Going out on that open face, placing bolt after bolt, one of my best loved moments in climbing.

Don't bother with 5.12a direct start, I am still upset at DE for getting Henny to lead it for him, and leaving me out in the cold once again. It was my route idea, one of the best routes at Suicide, my route name, and I dragged DE to the base, yet he finishes it off with Henny.!! I did not appreciate DE for this add ON. Why couldn't he get me to come along, as part of the team???

But the one funny thing about the route, is that Largo was walking at the base, and saw us up on the route, and yelled "send down a rope. so I can come up and do the FA with you guys"
We yell back "no largo, the rope won't reach, sorry" as we giggled!!
By D. Evans
From: Tustin, California
Apr 8, 2011

Huh? WTF?

Interesting (read as crazy) comment above!
By Jon Clark
From: Philadelphia, PA
Jun 7, 2015

Wow, what a route. Awesome climbing on flawless rock.

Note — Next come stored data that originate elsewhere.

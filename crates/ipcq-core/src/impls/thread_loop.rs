//! ThreadLoop - 専用 OS スレッドで動くイベントループ
//!
//! # 学習ポイント
//! - park/unpark によるスレッドの休止と起床
//! - "wake pending" フラグで unpark の嵐を防ぐ（合併 wake）
//! - close 後のコールバックを `WakeSlot` のゲートで確実に止める
//!
//! # ループ 1 周の流れ
//! 1. fire 済みの wake source のコールバックを全て実行
//! 2. 実行中に wake が来ていたら park せずにもう 1 周
//! 3. それ以外は park して次の unpark を待つ

use std::sync::atomic::{AtomicBool, Ordering};
use std::sync::{Arc, Mutex, PoisonError};
use std::thread::{self, JoinHandle, Thread, ThreadId};

use crate::config::LoopConfig;
use crate::domain::SourceId;
use crate::error::LoopError;
use crate::ports::{EventLoop, Notifier, WakeCallback, WakeSource};

use super::wake_slot::{SlotRegistry, WakeSlot};

#[derive(Default)]
struct LoopShared {
    registry: SlotRegistry,
    wake_pending: AtomicBool,
}

impl LoopShared {
    fn wake(&self, thread: &Thread) {
        if !self.wake_pending.swap(true, Ordering::AcqRel) {
            thread.unpark();
        }
    }
}

/// Event loop driven by one dedicated OS thread.
///
/// The thread sleeps until a wake source fires, runs the callbacks of every
/// fired source, and sleeps again. Dropping the loop shuts it down.
pub struct ThreadLoop {
    shared: Arc<LoopShared>,
    thread: Thread,
    join: Mutex<Option<JoinHandle<()>>>,
}

impl ThreadLoop {
    pub fn spawn(config: LoopConfig) -> Result<Self, LoopError> {
        let shared = Arc::new(LoopShared::default());
        let for_thread = Arc::clone(&shared);
        let name = config.thread_name;

        let join = thread::Builder::new()
            .name(name.clone())
            .spawn(move || run_loop(&for_thread))
            .map_err(LoopError::Spawn)?;
        let thread = join.thread().clone();
        tracing::info!(thread = %name, "thread loop spawned");

        Ok(Self {
            shared,
            thread,
            join: Mutex::new(Some(join)),
        })
    }

    /// Id of the loop's thread; every callback runs there.
    pub fn thread_id(&self) -> ThreadId {
        self.thread.id()
    }

    /// Number of open wake sources.
    pub fn source_count(&self) -> usize {
        self.shared.registry.len()
    }

    pub fn is_stopped(&self) -> bool {
        self.shared.registry.is_stopping()
    }

    /// Stop the loop and join its thread. Idempotent.
    ///
    /// Sources fired before this call still get their callback run once. New
    /// bindings are refused with [`LoopError::Stopped`]. Called from the loop
    /// thread itself it only requests the stop.
    pub fn shutdown(&self) -> Result<(), LoopError> {
        if self.shared.registry.stop() {
            tracing::debug!("thread loop stop requested");
        }
        self.thread.unpark();

        if thread::current().id() == self.thread.id() {
            return Ok(());
        }
        let join = self
            .join
            .lock()
            .unwrap_or_else(PoisonError::into_inner)
            .take();
        match join {
            Some(join) => join.join().map_err(|_| LoopError::ThreadPanicked),
            None => Ok(()),
        }
    }
}

impl EventLoop for ThreadLoop {
    type Source = ThreadWakeSource;

    fn wake_source(&self, callback: WakeCallback) -> Result<ThreadWakeSource, LoopError> {
        let slot = Arc::new(WakeSlot::new(callback, self.thread.id()));
        self.shared.registry.register(Arc::clone(&slot))?;
        tracing::debug!(source = %slot.id(), "wake source bound");
        Ok(ThreadWakeSource {
            slot,
            shared: Arc::clone(&self.shared),
            thread: self.thread.clone(),
        })
    }
}

impl Drop for ThreadLoop {
    fn drop(&mut self) {
        if let Err(err) = self.shutdown() {
            tracing::warn!(%err, "thread loop shutdown failed");
        }
    }
}

fn run_loop(shared: &LoopShared) {
    tracing::info!("thread loop started");
    loop {
        let stopping = shared.registry.is_stopping();
        shared.registry.dispatch_fired();
        if stopping {
            break;
        }
        if shared.wake_pending.swap(false, Ordering::AcqRel) {
            continue;
        }
        thread::park();
    }
    tracing::info!("thread loop stopped");
}

/// Wake source bound to a [`ThreadLoop`]. Closed on drop.
pub struct ThreadWakeSource {
    slot: Arc<WakeSlot>,
    shared: Arc<LoopShared>,
    thread: Thread,
}

impl ThreadWakeSource {
    pub fn id(&self) -> SourceId {
        self.slot.id()
    }
}

impl Notifier for ThreadWakeSource {
    fn fire(&self) {
        if self.slot.mark_fired() {
            self.shared.wake(&self.thread);
        }
    }

    fn close(&self) {
        if self.slot.close() {
            tracing::debug!(source = %self.slot.id(), "wake source closed");
        }
    }
}

impl WakeSource for ThreadWakeSource {
    fn is_closed(&self) -> bool {
        self.slot.is_closed()
    }
}

impl Drop for ThreadWakeSource {
    fn drop(&mut self) {
        self.close();
    }
}
//! Notifier port - キューから消費側への「起きて」シグナル
//!
//! Queue は push のたびに `fire()` を呼びます。
//! 何を起こすか（イベントループ、何もしない、テスト用カウンタ）は実装側の責務です。

/// Notifier は push 後に消費側を起こすための capability
///
/// # 契約
/// - `fire()` は任意のスレッドから呼べる
/// - `close()` 後の `fire()` は何もしない
/// - `close()` は冪等（何度呼んでもよい）
pub trait Notifier: Send + Sync {
    fn fire(&self);

    fn close(&self);
}

/// WakeSource は特定のイベントループに結び付いた Notifier
///
/// fire されると、登録時のコールバックがループ自身のスレッドで実行されます。
/// 連続した fire は 1 回の実行にまとめられることがあります。
pub trait WakeSource: Notifier {
    /// `close()` 済みか（以後コールバックは実行されない）
    fn is_closed(&self) -> bool;
}
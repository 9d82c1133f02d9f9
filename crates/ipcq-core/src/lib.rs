//! ipcq-core
//!
//! スレッド間 action キュー
//!
//! どのスレッドからでも action を push し、1 つの消費スレッド（通常はイベントループ）が
//! 順番に取り出して実行します。
//!
//! # モジュール構成
//! - **domain**: Action レコードと ID（ActionId, SourceId）
//! - **queue**: Queue（保存と drain）、SyncQueue（イベントループ連携）、QueueStats
//! - **ports**: Notifier / WakeSource / EventLoop trait
//! - **impls**: Polled, ThreadLoop, TokioLoop
//! - **config**: ループ設定
//! - **error**: QueueError, LoopError

pub mod config;
pub mod domain;
pub mod error;
pub mod impls;
pub mod ports;
pub mod queue;

pub use config::LoopConfig;
pub use domain::{Action, ActionId, Runnable};
pub use error::{LoopError, QueueError};
pub use impls::{Polled, ThreadLoop, TokioLoop};
pub use ports::{EventLoop, Notifier, WakeSource};
pub use queue::{ActionQueue, ActionSyncQueue, Queue, QueueStats, SyncQueue};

I was able to reach the belay with a 60m rope and my partner on the ground. He was slightly down and left Sundance's 5.7 crack.
By Tradiban
Aug 28, 2017

Approached this from Nirvana start and then did the OG 11a traverse in. I clipped the bolt off log ledge, did the Sundance start and clipped a long runner to the next bolt, down climbed and then set off to clip the third bolt on Moondance.

This pitch has classic all over it, perfect rock, thoughtful moves and heady but safe run-out.